Taming Normalizing Flows - Supplementary Videos

Below are different videos demonstrating the process of our method, when it is used to tame a model in order to change some attribute (Sec 4.2).
Each video is created by passing the same latent vectors through the tamed network, along the process.

Forget the blond hair attribute

The video below shows the process of "forgetting" the attribute "Blond Hair".

Change different attributes of the same identity

Each row in the video below corresponds to the same identity, and the different columns show how different attribute changes can be applied. For example, the 1st column shows the process of forgetting the "No Beard" attribute, i.e. increasing the beard.

Increase the attributes "Blond Hair" and "Smiling"

The video below shows the process of emphasizing the attributes "Blond Hair" and "Smiling" (see middle columns in Fig C.2).

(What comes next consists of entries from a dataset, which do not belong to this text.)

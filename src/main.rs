mod cli;
mod client;
mod config;
mod model;
mod pipeline;
mod projector;
mod schema;
mod sink;

use std::io;

use anyhow::Result;
use tracing_subscriber::EnvFilter;

use cli::Command;
use client::retry::TracingObserver;
use client::BacklogClient;
use pipeline::Pipeline;
use sink::JsonLinesSink;

#[tokio::main]
async fn main() -> Result<()> {
    tracing_subscriber::fmt()
        .with_env_filter(EnvFilter::from_default_env())
        .with_writer(io::stderr)
        .init();

    let args: Vec<String> = std::env::args().skip(1).collect();
    let Some(parsed) = cli::parse_args(&args)? else {
        cli::print_help();
        return Ok(());
    };

    let config = config::load_config(parsed.config_path.as_deref())?;
    let client = BacklogClient::new(&config)?;
    let observer = TracingObserver;
    let pipeline = Pipeline::new(&client, config.retry_policy(), &observer);

    match parsed.command {
        Command::Guess => {
            let columns = pipeline.guess().await?;
            print!("{}", cli::render_columns_toml(&columns)?);
        }
        Command::Preview => {
            let columns = pipeline.resolve_columns(&config).await?;
            let mut sink = JsonLinesSink::new(&columns, io::stdout().lock());
            let count = pipeline.preview(&columns, &mut sink).await?;
            tracing::info!(records = count, "preview finished");
        }
        Command::Run => {
            let columns = pipeline.resolve_columns(&config).await?;
            let mut sink = JsonLinesSink::new(&columns, io::stdout().lock());
            let count = pipeline.run(&columns, config.page_size, &mut sink).await?;
            tracing::info!(records = count, "extraction finished");
        }
    }

    Ok(())
}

Increase the attribute "Eyeglasses"

The video below shows the process of emphasizing the attribute "Eyeglasses".
As most of the images that contains eyeglasses in the training data (CelebA) contain males (~80%), these attributes are coupled, and we can see that when we increase the "Eyeglasses" attribute, we also increase the percentage of males (see identity in 2nd row, 4th column). This can be coped by uncoupling these attributes, selecting only images of females with glasses for the attribute increase, instead of the all images with eyeglasses.